Background: Leishmaniasis is the major cause of mortality in under-developed countries. One of the main problems in leishmaniasis is the limited number of drug options, resistance and side effects. Such a situation requires to study the new chemical series with anti-leishmanial activity. Objective: To assess the anti-leishmanial activity of antibacterial and antifungal drugs. Methods: We have applied an integrative approach based on computational and in vitro methods to elucidate the efficacy of different antibacterial and antifungal drugs against Leishmania tropica (KWH23). Firstly these compounds were analyzed using in silico molecular docking. This analysis showed that the nystatin and azithromycin interacted with the active site amino acids of the target protein leishmanolysin. The nystatin, followed by azithromycin, produced the lowest binding energies indicating their inhibitive activity against the target. The efficacy of the docked drugs was further validated in vitro which showed that our bioinformatics based predictions completely agreed with experimental results. Stock solutions of drugs, media preparation and parasites cultures were performed according to the standard in-vitro protocol.
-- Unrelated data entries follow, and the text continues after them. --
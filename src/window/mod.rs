//! Spawn a winit window and run the game loop.

mod desktop;

use std::sync::Arc;

use miette::{IntoDiagnostic, Result, WrapErr};
use winit::{dpi::LogicalSize, event_loop::ControlFlow, window::WindowBuilder};

use crate::{
    backend::{wgpu::WgpuWinitBackend, Backend},
    config::Config,
    session::Session,
};

/// Open a window and run frames of the session until it's closed.
///
/// # Errors
///
/// - When the window or the GPU surface on it could not be created.
pub(crate) fn run(config: &Config, session: &mut Session) -> Result<()> {
    let window_builder = WindowBuilder::new()
        .with_title(config.window.title.clone())
        .with_inner_size(LogicalSize::new(config.window.width, config.window.height))
        // The grid is always stretched over the whole window
        .with_resizable(false);

    let (event_loop, window) = desktop::window(window_builder)?;

    // Wrap the window in an atomic reference counter so it can be shared with the surface
    let window = Arc::new(window);

    let mut backend = pollster::block_on(WgpuWinitBackend::new(config, window))?;

    log::debug!("Opening window with game loop");

    // Set the event loop to polling so we don't have to wait for new events to draw new frames
    event_loop.set_control_flow(ControlFlow::Poll);

    // Start the window and game loop
    event_loop
        .run(|event, elwt| {
            // Pass every event to the input helper, when it returns `true` it's time to run the logic
            if !backend.handle_event(&event) {
                return;
            }

            if backend.should_close() {
                elwt.exit();
                return;
            }

            session.frame(&mut backend);
            backend.present();

            // Tell the profiler we've executed a frame
            profiling::finish_frame!();
        })
        .into_diagnostic()
        .wrap_err("Error running game loop")?;

    Ok(())
}
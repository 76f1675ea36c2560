//! Platform, input and graphics handling.
//!
//! The game only talks to the platform through the [`Backend`] trait, so it can run without a window.

pub mod wgpu;

use glam::Affine2;

/// Keys the game reacts to.
#[derive(Debug, Clone, Copy, PartialEq, Eq, Hash)]
#[non_exhaustive]
pub enum Key {
    /// Arrow up or 'W'.
    Up,
    /// Arrow down or 'S'.
    Down,
    /// Arrow left or 'A'.
    Left,
    /// Arrow right or 'D'.
    Right,
    /// Close the game.
    Escape,
}

/// Flat colored unit square.
///
/// The geometry is always the same, only the material differs.
#[derive(Debug, Clone, Copy, PartialEq)]
pub struct Drawable {
    /// RGB color, every channel between `0.0` and `1.0`.
    pub color: [f32; 3],
}

impl Drawable {
    /// Head of the snake.
    pub const SNAKE_HEAD: Self = Self::new(1.0, 1.0, 0.8);
    /// Body segment of the snake.
    pub const SNAKE_BODY: Self = Self::new(1.0, 1.0, 0.5);
    /// Food item.
    pub const FOOD: Self = Self::new(0.2, 1.0, 0.2);

    /// Create a new drawable with a color.
    #[inline]
    #[must_use]
    pub const fn new(r: f32, g: f32, b: f32) -> Self {
        Self { color: [r, g, b] }
    }
}

/// How the game interfaces with the platform it runs on.
///
/// Creating the context, polling events and presenting the frame are handled by the implementation around [`crate::Session::frame`].
pub trait Backend {
    /// Whether a key is being held down this frame.
    fn key_held(&self, key: Key) -> bool;

    /// Monotonic seconds since the backend was created.
    fn elapsed_time(&self) -> f32;

    /// Queue a unit square to be drawn this frame.
    ///
    /// # Arguments
    ///
    /// * `transform` - Transformation from the unit square to grid space.
    /// * `drawable` - What to draw.
    fn draw(&mut self, transform: Affine2, drawable: Drawable);

    /// Ask the backend to stop after the current frame.
    fn request_exit(&mut self);

    /// Whether the game loop should stop.
    fn should_close(&self) -> bool;

    /// Show extra information to the player, such as the title bar.
    #[inline]
    #[allow(unused_variables)]
    fn set_info(&mut self, info: &str) {}
}
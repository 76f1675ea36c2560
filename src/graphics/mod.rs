//! Types and helpers for drawing on the GPU.

pub(crate) mod geometry;
pub(crate) mod gpu;
pub(crate) mod instance;
pub(crate) mod pipeline;
pub(crate) mod uniform;

use bytemuck::{Pod, Zeroable};
use glam::{Affine2, Mat4};
use miette::Result;
use wgpu::Color;

use crate::{config::Config, grid::Grid};

use self::{gpu::Gpu, pipeline::Pipeline, uniform::UniformState};

/// Projection matrix uniform, maps grid cells to clip space.
#[repr(C)]
#[derive(Debug, Clone, Copy, PartialEq, Pod, Zeroable)]
pub(crate) struct Projection {
    /// Orthographic column-major matrix.
    matrix: [f32; 16],
}

impl Projection {
    /// Map the whole grid to the screen, with `(0, 0)` in the bottom-left corner.
    pub(crate) fn from_grid(grid: Grid) -> Self {
        let matrix =
            Mat4::orthographic_rh(0.0, grid.width as f32, 0.0, grid.height as f32, 0.0, 1.0)
                .to_cols_array();

        Self { matrix }
    }
}

/// Everything needed for drawing the game to the window.
pub(crate) struct Graphics<'window> {
    /// GPU state.
    gpu: Gpu<'window>,
    /// Uniform projection info for the shader.
    projection: UniformState<Projection>,
    /// Square rendering.
    pipeline: Pipeline,
    /// Color the screen is cleared with.
    background_color: Color,
    /// Whether the surface expects linear colors.
    srgb: bool,
}

impl<'window> Graphics<'window> {
    /// Create a GPU surface on the window and setup the pipeline.
    pub(crate) async fn new<W>(config: &Config, size: (u32, u32), window: W) -> Result<Self>
    where
        W: wgpu::WindowHandle + 'window,
    {
        let gpu = Gpu::new(&config.window, size, window).await?;

        let projection = UniformState::new(&gpu.device, &Projection::from_grid(config.grid()));

        let pipeline = Pipeline::new(
            include_str!(concat!(env!("OUT_DIR"), "/quad.wgsl")),
            &gpu.device,
            gpu.format(),
            &projection,
        );

        let srgb = gpu.format().is_srgb();
        let background_color = u32_to_wgpu_color(config.window.background_color, srgb);

        log::debug!("Render pipeline set up");

        Ok(Self {
            gpu,
            projection,
            pipeline,
            background_color,
            srgb,
        })
    }

    /// Queue a unit square to be drawn this frame.
    pub(crate) fn draw(&mut self, transformation: Affine2, color: [f32; 3]) {
        let color = if self.srgb {
            color.map(|channel| channel.powf(2.2))
        } else {
            color
        };

        self.pipeline.push(transformation, color);
    }

    /// Draw everything queued this frame to the window.
    pub(crate) fn render(&mut self) {
        self.pipeline.upload(&self.gpu.device, &self.gpu.queue);

        let mut frame = match self.gpu.start() {
            Ok(frame) => frame,
            Err(wgpu::SurfaceError::Lost | wgpu::SurfaceError::Outdated) => {
                log::debug!("Surface lost, reconfiguring");

                self.gpu.reconfigure();

                return;
            }
            Err(err) => {
                log::warn!("Skipping frame: {err}");

                return;
            }
        };

        {
            let mut render_pass = frame.encoder.begin_render_pass(&wgpu::RenderPassDescriptor {
                label: Some("Snake Render Pass"),
                color_attachments: &[Some(wgpu::RenderPassColorAttachment {
                    view: &frame.surface_view,
                    resolve_target: None,
                    ops: wgpu::Operations {
                        load: wgpu::LoadOp::Clear(self.background_color),
                        store: wgpu::StoreOp::Store,
                    },
                })],
                depth_stencil_attachment: None,
                timestamp_writes: None,
                occlusion_query_set: None,
            });

            self.pipeline.render(&mut render_pass, &self.projection);
        }

        frame.present();
    }

    /// Resize the surface.
    pub(crate) fn resize(&mut self, width: u32, height: u32) {
        self.gpu.resize(width, height);
    }
}

/// Convert an ARGB `u32` color to a WGPU [`wgpu::Color`] taking in account sRGB.
fn u32_to_wgpu_color(argb: u32, srgb: bool) -> Color {
    let channel = |shift: u32| f64::from((argb >> shift) & 0xFF) / 255.0;

    let a = channel(24);
    let r = channel(16);
    let g = channel(8);
    let b = channel(0);

    if srgb {
        // The clear color is in linear space, convert so it looks the same as specified
        Color {
            r: r.powf(2.2),
            g: g.powf(2.2),
            b: b.powf(2.2),
            a,
        }
    } else {
        Color { r, g, b, a }
    }
}
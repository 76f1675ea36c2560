//! Fixed interval gate for the discrete movement steps.

/// Default seconds between two movement steps.
pub const DEFAULT_TICK_INTERVAL: f32 = 0.10;

/// Accumulates real time and fires once the interval has passed.
///
/// Unlike a regular fixed timestep the accumulator is reset to zero when it fires, so the remainder is discarded instead of being carried over to the next step.
#[derive(Debug, Clone, Copy, PartialEq)]
pub struct GameClock {
    /// Seconds collected since the last step.
    accumulator: f32,
    /// Seconds required for a step.
    interval: f32,
}

impl GameClock {
    /// Create a clock firing every `interval` seconds.
    #[inline]
    #[must_use]
    pub const fn new(interval: f32) -> Self {
        Self {
            accumulator: 0.0,
            interval,
        }
    }

    /// Add elapsed seconds.
    ///
    /// # Returns
    ///
    /// - `true` when a step must be performed, at most once per call no matter how much time passed.
    #[inline]
    pub fn advance(&mut self, elapsed: f32) -> bool {
        self.accumulator += elapsed;

        if self.accumulator >= self.interval {
            self.accumulator = 0.0;

            true
        } else {
            false
        }
    }

    /// Seconds collected since the last step.
    #[inline]
    #[must_use]
    pub const fn accumulated(&self) -> f32 {
        self.accumulator
    }
}

impl Default for GameClock {
    #[inline]
    fn default() -> Self {
        Self::new(DEFAULT_TICK_INTERVAL)
    }
}
/// Complete state of a single game.
#[derive(Debug, Clone)]
pub struct GameState {
    /// Playing field.
    grid: Grid,
    /// Position of the head, tracked separately from the body.
    head: GridPosition,
    /// Previous head positions, most recent first.
    body: VecDeque<GridPosition>,
    /// Direction the head moves in on the next step.
    direction: Direction,
    /// Amount of body segments the snake grows to.
    target_length: usize,
    /// Single food item, absent after being eaten until it's placed again.
    food: Option<GridPosition>,
    /// Points earned by eating food.
    score: u32,
    /// Whether the game is still running.
    status: Status,
    /// Gate for the discrete steps.
    clock: GameClock,
    /// Source for placing food.
    rng: fastrand::Rng,
}

impl GameState {
    /// Start a new game with the head in the center of the grid moving up.
    #[inline]
    #[must_use]
    pub fn new(grid: Grid) -> Self {
        Self::with_rng(grid, fastrand::Rng::new())
    }

    /// Start a new game with a predictable source of randomness.
    #[inline]
    #[must_use]
    pub fn with_seed(grid: Grid, seed: u64) -> Self {
        Self::with_rng(grid, fastrand::Rng::with_seed(seed))
    }

    /// Start a new game with a custom source of randomness.
    #[inline]
    #[must_use]
    pub fn with_rng(grid: Grid, rng: fastrand::Rng) -> Self {
        Self {
            grid,
            head: grid.center(),
            body: VecDeque::new(),
            direction: Direction::default(),
            target_length: 0,
            food: None,
            score: 0,
            status: Status::Running,
            clock: GameClock::default(),
            rng,
        }
    }

    /// Start a new game from the configuration.
    #[inline]
    #[must_use]
    pub fn from_config(config: &Config) -> Self {
        Self::new(config.grid())
            .with_target_length(config.initial_length)
            .with_clock(GameClock::new(config.tick_interval))
    }

    /// Place the head somewhere else.
    #[inline]
    #[must_use]
    pub const fn with_head(mut self, head: GridPosition) -> Self {
        self.head = head;

        self
    }

    /// Set the direction the head starts moving in.
    #[inline]
    #[must_use]
    pub const fn with_direction(mut self, direction: Direction) -> Self {
        self.direction = direction;

        self
    }

    /// Set the amount of segments the body grows to.
    #[inline]
    #[must_use]
    pub const fn with_target_length(mut self, target_length: usize) -> Self {
        self.target_length = target_length;

        self
    }

    /// Use a different step interval.
    #[inline]
    #[must_use]
    pub const fn with_clock(mut self, clock: GameClock) -> Self {
        self.clock = clock;

        self
    }

    /// Put the food somewhere specific.
    #[inline]
    #[must_use]
    pub const fn with_food(mut self, food: GridPosition) -> Self {
        self.food = Some(food);

        self
    }

    /// Request a new direction.
    ///
    /// Nothing is rejected, turning around into the body is allowed and will end the game on the next step.
    #[inline]
    pub fn set_direction(&mut self, direction: Direction) {
        self.direction = direction;
    }

    /// Let time pass and perform a single step when the clock fires.
    ///
    /// # Returns
    ///
    /// - `true` when the snake moved.
    #[inline]
    pub fn tick(&mut self, elapsed: f32) -> bool {
        if self.status.is_terminated() || !self.clock.advance(elapsed) {
            return false;
        }

        self.step();

        true
    }

    /// Perform a single discrete step, ignoring the clock.
    #[inline]
    pub fn step(&mut self) {
        if self.body.len() < self.target_length {
            // Grow
            self.body.push_front(self.head);
        } else if !self.body.is_empty() {
            // Shift, the tail follows
            self.body.pop_back();
            self.body.push_front(self.head);
        }

        self.head = self.head.step(self.direction);
    }

    /// Check the head against the walls, the body and the food.
    ///
    /// Checks are done in that order, a terminal collision prevents the rest from being checked.
    /// Eating the food removes it and awards a point.
    #[inline]
    pub fn check_collisions(&mut self) -> Option<Collision> {
        let collision = if !self.grid.contains(self.head) {
            Collision::OutOfBounds
        } else if self.body.contains(&self.head) {
            Collision::SelfCollision
        } else if self.food == Some(self.head) {
            Collision::Food
        } else {
            return None;
        };

        match collision {
            Collision::OutOfBounds => self.terminate(Termination::OutOfBounds),
            Collision::SelfCollision => self.terminate(Termination::SelfCollision),
            Collision::Food => self.eat(),
        }

        Some(collision)
    }

    /// Place a new food item when there is none.
    ///
    /// Tries random cells at most once per cell on the grid, after that a random free cell is picked directly.
    ///
    /// # Returns
    ///
    /// - The newly placed food, `None` if the food was already there or when there's no space left on the grid.
    #[inline]
    pub fn place_food(&mut self) -> Option<GridPosition> {
        if self.food.is_some() {
            return None;
        }

        let cell_count = self.grid.cell_count();
        if cell_count == 0 {
            return None;
        }

        let Self {
            grid,
            head,
            body,
            rng,
            ..
        } = self;
        let is_free = |cell: &GridPosition| *cell != *head && !body.contains(cell);

        let sampled = (0..cell_count)
            .map(|_| GridPosition::new(rng.i32(0..grid.width), rng.i32(0..grid.height)))
            .find(|candidate| is_free(candidate));

        let food = sampled.or_else(|| {
            // Almost everything is taken, pick from what's left
            let free = grid.cells().filter(|cell| is_free(cell)).collect::<Vec<_>>();

            (!free.is_empty()).then(|| free[rng.usize(0..free.len())])
        });

        match food {
            Some(food) => log::debug!("Placing food at ({}, {})", food.x, food.y),
            None => log::warn!("No free cell left to place food on"),
        }

        self.food = food;

        food
    }

    /// Whether a cell is taken by the snake.
    #[inline]
    #[must_use]
    pub fn is_occupied(&self, position: GridPosition) -> bool {
        self.head == position || self.body.contains(&position)
    }

    /// Playing field.
    #[inline]
    #[must_use]
    pub const fn grid(&self) -> Grid {
        self.grid
    }

    /// Position of the head.
    #[inline]
    #[must_use]
    pub const fn head(&self) -> GridPosition {
        self.head
    }

    /// Body segments, most recent first.
    #[inline]
    #[must_use]
    pub const fn body(&self) -> &VecDeque<GridPosition> {
        &self.body
    }

    /// Direction of the next step.
    #[inline]
    #[must_use]
    pub const fn direction(&self) -> Direction {
        self.direction
    }

    /// Amount of segments the body grows to.
    #[inline]
    #[must_use]
    pub const fn target_length(&self) -> usize {
        self.target_length
    }

    /// Current food item.
    #[inline]
    #[must_use]
    pub const fn food(&self) -> Option<GridPosition> {
        self.food
    }

    /// Points earned.
    #[inline]
    #[must_use]
    pub const fn score(&self) -> u32 {
        self.score
    }

    /// Whether the game is still running.
    #[inline]
    #[must_use]
    pub const fn status(&self) -> Status {
        self.status
    }

    /// Consume the food.
    fn eat(&mut self) {
        self.food = None;
        self.score += 1;
        self.target_length += 1;

        log::info!("One point awarded, score is now {}", self.score);
    }

    /// End the game.
    fn terminate(&mut self, termination: Termination) {
        log::info!(
            "Game over: {termination:?} at ({}, {})",
            self.head.x,
            self.head.y
        );

        self.status = Status::Terminated(termination);
    }
}
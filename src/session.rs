//! Drive a game for every frame of a backend.

use glam::Affine2;

use crate::{
    backend::{Backend, Drawable, Key},
    config::Config,
    game::{Collision, GameState},
    grid::{Direction, GridPosition},
};

/// How fast old FPS values decay in the smoothed average.
const FPS_SMOOTHED_AVERAGE_ALPHA: f32 = 0.8;

/// Keys mapped to the direction they steer to.
///
/// Checked in this order every frame, when multiple are held the last one wins.
const DIRECTION_KEYS: [(Key, Direction); 4] = [
    (Key::Up, Direction::Up),
    (Key::Down, Direction::Down),
    (Key::Left, Direction::Left),
    (Key::Right, Direction::Right),
];

/// A single game being played.
///
/// Every frame follows the same order: handle input, advance the game, draw the game.
#[derive(Debug, Clone)]
pub struct Session {
    /// Rules and state.
    state: GameState,
    /// Backend time of the previous frame.
    last_frame_time: Option<f32>,
    /// Smoothed frames per second.
    frames_per_second: f32,
}

impl Session {
    /// Wrap a game.
    #[inline]
    #[must_use]
    pub const fn new(state: GameState) -> Self {
        Self {
            state,
            last_frame_time: None,
            frames_per_second: 0.0,
        }
    }

    /// Start a new game from the configuration.
    #[inline]
    #[must_use]
    pub fn from_config(config: &Config) -> Self {
        Self::new(GameState::from_config(config))
    }

    /// Run a single frame.
    #[inline]
    pub fn frame<B: Backend>(&mut self, backend: &mut B) {
        profiling::scope!("Frame");

        // Seconds since the previous frame, the first frame doesn't advance anything
        let now = backend.elapsed_time();
        let delta_time = self.last_frame_time.map_or(0.0, |last| (now - last).max(0.0));
        self.last_frame_time = Some(now);

        self.handle_input(backend);
        self.update(backend, delta_time);
        self.render(backend);

        if delta_time > 0.0 {
            self.frames_per_second = FPS_SMOOTHED_AVERAGE_ALPHA.mul_add(
                self.frames_per_second,
                (1.0 - FPS_SMOOTHED_AVERAGE_ALPHA) * delta_time.recip(),
            );
            backend.set_info(&format!(" {{FPS: {:.0}}}", self.frames_per_second));
        }
    }

    /// Log the final score and where the snake ended up.
    #[inline]
    pub fn report(&self) {
        log::info!("You have earned {} points", self.state.score());
        log::info!("Your snake currently occupies the points:");
        for GridPosition { x, y } in self.state.body() {
            log::info!("Position: {x}, {y}");
        }
    }

    /// Game being played.
    #[inline]
    #[must_use]
    pub const fn state(&self) -> &GameState {
        &self.state
    }

    /// Smoothed amount of frames per second.
    #[inline]
    #[must_use]
    pub const fn frames_per_second(&self) -> f32 {
        self.frames_per_second
    }

    /// Steer with the held keys.
    fn handle_input<B: Backend>(&mut self, backend: &mut B) {
        for (key, direction) in DIRECTION_KEYS {
            if backend.key_held(key) {
                self.state.set_direction(direction);
            }
        }

        if backend.key_held(Key::Escape) {
            log::debug!("Escape pressed, exiting");

            backend.request_exit();
        }
    }

    /// Move the snake, place food and check for collisions.
    fn update<B: Backend>(&mut self, backend: &mut B, delta_time: f32) {
        profiling::scope!("Update");

        if self.state.status().is_terminated() {
            return;
        }

        self.state.tick(delta_time);
        self.state.place_food();

        if self
            .state
            .check_collisions()
            .is_some_and(Collision::is_terminal)
        {
            backend.request_exit();
        }
    }

    /// Draw the head, all body segments and the food.
    fn render<B: Backend>(&self, backend: &mut B) {
        profiling::scope!("Render");

        let cell = |position: GridPosition| Affine2::from_translation(position.as_vec2());

        backend.draw(cell(self.state.head()), Drawable::SNAKE_HEAD);

        for &segment in self.state.body() {
            backend.draw(cell(segment), Drawable::SNAKE_BODY);
        }

        if let Some(food) = self.state.food() {
            backend.draw(cell(food), Drawable::FOOD);
        }
    }
}
//! Abstraction for rendering colored unit squares with a shader.

use std::borrow::Cow;

use glam::Affine2;
use wgpu::util::DeviceExt as _;

use super::{
    geometry::{Geometry, Vertex},
    instance::Instances,
    uniform::UniformState,
    Projection,
};

/// The flow for rendering instances with a shader.
pub(crate) struct Pipeline {
    /// All instances to render.
    instances: Instances,
    /// Pipeline of the rendering itself.
    render: wgpu::RenderPipeline,
    /// GPU buffer reference to the corners of the square.
    vertex_buffer: wgpu::Buffer,
    /// GPU buffer reference to the triangles of the square.
    index_buffer: wgpu::Buffer,
    /// Amount of indices in the index buffer.
    index_count: u32,
    /// Amount of instances uploaded for the next render.
    instance_count: u32,
    /// GPU buffer reference to all instances of the squares.
    instance_buffer: wgpu::Buffer,
}

impl Pipeline {
    /// Create and upload a pipeline from a shader.
    pub(crate) fn new(
        shader_source: &str,
        device: &wgpu::Device,
        format: wgpu::TextureFormat,
        projection: &UniformState<Projection>,
    ) -> Self {
        let render_pipeline_layout =
            device.create_pipeline_layout(&wgpu::PipelineLayoutDescriptor {
                label: Some("Quad Render Pipeline Layout"),
                bind_group_layouts: &[&projection.bind_group_layout],
                push_constant_ranges: &[],
            });

        // Upload the shader to the GPU
        let shader = device.create_shader_module(wgpu::ShaderModuleDescriptor {
            label: Some("Quad Shader"),
            source: wgpu::ShaderSource::Wgsl(Cow::Borrowed(shader_source)),
        });

        let render = device.create_render_pipeline(&wgpu::RenderPipelineDescriptor {
            label: Some("Quad Render Pipeline"),
            layout: Some(&render_pipeline_layout),
            vertex: wgpu::VertexState {
                module: &shader,
                entry_point: "vs_main",
                buffers: &[Vertex::descriptor(), Instances::descriptor()],
                compilation_options: wgpu::PipelineCompilationOptions::default(),
            },
            fragment: Some(wgpu::FragmentState {
                module: &shader,
                entry_point: "fs_main",
                targets: &[Some(wgpu::ColorTargetState {
                    format,
                    blend: Some(wgpu::BlendState::REPLACE),
                    write_mask: wgpu::ColorWrites::ALL,
                })],
                compilation_options: wgpu::PipelineCompilationOptions::default(),
            }),
            primitive: wgpu::PrimitiveState {
                topology: wgpu::PrimitiveTopology::TriangleList,
                strip_index_format: None,
                front_face: wgpu::FrontFace::Cw,
                // Irrelevant since we disable culling
                cull_mode: None,
                polygon_mode: wgpu::PolygonMode::Fill,
                unclipped_depth: false,
                conservative: false,
            },
            depth_stencil: None,
            multisample: wgpu::MultisampleState {
                // How many samples the pipeline will use
                count: 1,
                // Use all masks
                mask: !0,
                // Disable anti-aliasing
                alpha_to_coverage_enabled: false,
            },
            multiview: None,
        });

        // Every instance is the same square
        let geometry = Geometry::rectangle(1.0, 1.0);
        let vertex_buffer = device.create_buffer_init(&wgpu::util::BufferInitDescriptor {
            label: Some("Quad Vertex Buffer"),
            contents: bytemuck::cast_slice(&geometry.vertices),
            usage: wgpu::BufferUsages::VERTEX,
        });
        let index_buffer = device.create_buffer_init(&wgpu::util::BufferInitDescriptor {
            label: Some("Quad Index Buffer"),
            contents: bytemuck::cast_slice(&geometry.indices),
            usage: wgpu::BufferUsages::INDEX,
        });
        let index_count = geometry.index_count();

        // Create the initial empty instance buffer, will be resized by the render call
        let instance_buffer = device.create_buffer_init(&wgpu::util::BufferInitDescriptor {
            label: Some("Instance Buffer"),
            contents: &[],
            usage: wgpu::BufferUsages::VERTEX | wgpu::BufferUsages::COPY_DST,
        });

        let instances = Instances::default();

        Self {
            instances,
            render,
            vertex_buffer,
            index_buffer,
            index_count,
            instance_count: 0,
            instance_buffer,
        }
    }

    /// Queue a square to be drawn on the next render.
    pub(crate) fn push(&mut self, transformation: Affine2, color: [f32; 3]) {
        self.instances.push(transformation, color);
    }

    /// Upload the queued instances to the GPU and empty the queue.
    ///
    /// Must be called before the render pass is started, when the frame is skipped afterwards the instances are gone.
    pub(crate) fn upload(&mut self, device: &wgpu::Device, queue: &wgpu::Queue) {
        profiling::scope!("Upload instances");

        let instance_buffer = &mut self.instance_buffer;
        self.instance_count = self.instances.flush(|bytes| {
            // Grow the buffer when it's too small, otherwise reuse it
            if instance_buffer.size() < bytes.len() as u64 {
                *instance_buffer = device.create_buffer_init(&wgpu::util::BufferInitDescriptor {
                    label: Some("Instance Buffer"),
                    contents: bytes,
                    usage: wgpu::BufferUsages::VERTEX | wgpu::BufferUsages::COPY_DST,
                });
            } else {
                queue.write_buffer(instance_buffer, 0, bytes);
            }
        });
    }

    /// Draw all uploaded instances.
    pub(crate) fn render<'pass>(
        &'pass mut self,
        render_pass: &mut wgpu::RenderPass<'pass>,
        projection: &'pass UniformState<Projection>,
    ) {
        profiling::scope!("Render instances");

        let instance_count = std::mem::take(&mut self.instance_count);
        if instance_count == 0 {
            return;
        }

        render_pass.set_pipeline(&self.render);
        render_pass.set_bind_group(0, &projection.bind_group, &[]);
        render_pass.set_vertex_buffer(0, self.vertex_buffer.slice(..));
        render_pass.set_vertex_buffer(1, self.instance_buffer.slice(..));
        render_pass.set_index_buffer(self.index_buffer.slice(..), wgpu::IndexFormat::Uint16);
        render_pass.draw_indexed(0..self.index_count, 0, 0..instance_count);
    }
}
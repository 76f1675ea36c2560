//! Play snake in a window.

use gridsnake::Config;
use miette::Result;

/// Environment variable pointing to a different configuration file.
const CONFIG_PATH_VAR: &str = "GRIDSNAKE_CONFIG";

/// Configuration file used when the environment variable is not set.
const DEFAULT_CONFIG_PATH: &str = "data/options.toml";

fn main() -> Result<()> {
    // Show info logs by default, can be overwritten with `RUST_LOG`
    env_logger::Builder::from_env(env_logger::Env::default().default_filter_or("info")).init();

    let path = std::env::var(CONFIG_PATH_VAR).unwrap_or_else(|_| DEFAULT_CONFIG_PATH.to_owned());
    let config = Config::load(path)?;

    let session = gridsnake::run(&config)?;

    session.report();

    Ok(())
}
//! Setting up a window for desktop platforms.

use miette::{Context, IntoDiagnostic, Result};
use winit::{
    event_loop::EventLoop,
    window::{Window, WindowBuilder},
};

/// Desktop implementation of opening a window.
pub(crate) fn window(window_builder: WindowBuilder) -> Result<(EventLoop<()>, Window)> {
    let event_loop = EventLoop::new()
        .into_diagnostic()
        .wrap_err("Error setting up event loop for window")?;
    let window = window_builder
        .build(&event_loop)
        .into_diagnostic()
        .wrap_err("Error setting up window")?;

    Ok((event_loop, window))
}
use axum::{extract::State, Json};

use crate::{
    app::models::{api_error::ApiError, json_from_request::JsonFromRequest},
    AppState,
};

use super::{dtos::contact_dto::ContactDto, models::contact_receipt::ContactReceipt, service};

pub async fn submit_contact(
    State(state): State<AppState>,
    JsonFromRequest(dto): JsonFromRequest<ContactDto>,
) -> Result<Json<ContactReceipt>, ApiError> {
    tracing::info!("received contact form submission");
    tracing::debug!(?dto);

    match service::submit_contact(&dto, &state).await {
        Ok(receipt) => Ok(Json(receipt)),
        Err(e) => Err(e),
    }
}
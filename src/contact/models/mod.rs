pub mod contact_payload;
pub mod contact_receipt;
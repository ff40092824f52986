pub mod controller;
pub mod env;
pub mod errors;
pub mod models;
pub mod service;
pub mod util;
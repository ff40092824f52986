pub mod controller;
pub mod dtos;
pub mod errors;
pub mod models;
pub mod service;
pub mod util;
Results: We found that the half maximal inhibitory concentration (IC50) value of dosage form of nystatin (10,000,00 U) and pure nystatin was 0.05701 µM and 0.00324 µM respectively. The IC50 value of combined azithromycin and nystatin (dosage and pure form) was 0.156 µg/ml and 0.0023 µg /ml (0.00248 µM) respectively. It was observed that IC50 value of nystatin is better than azithromycin and pure form of drugs had significant activity than the dosage form of drugs. Conclusion: From these results, it was also proven that pure drugs combination result is much better than all tested drugs results. The results of both in vitro and in silico studies clearly indicated that comparatively, nystatin is the potential candidate drug in combat against Leishmania tropica.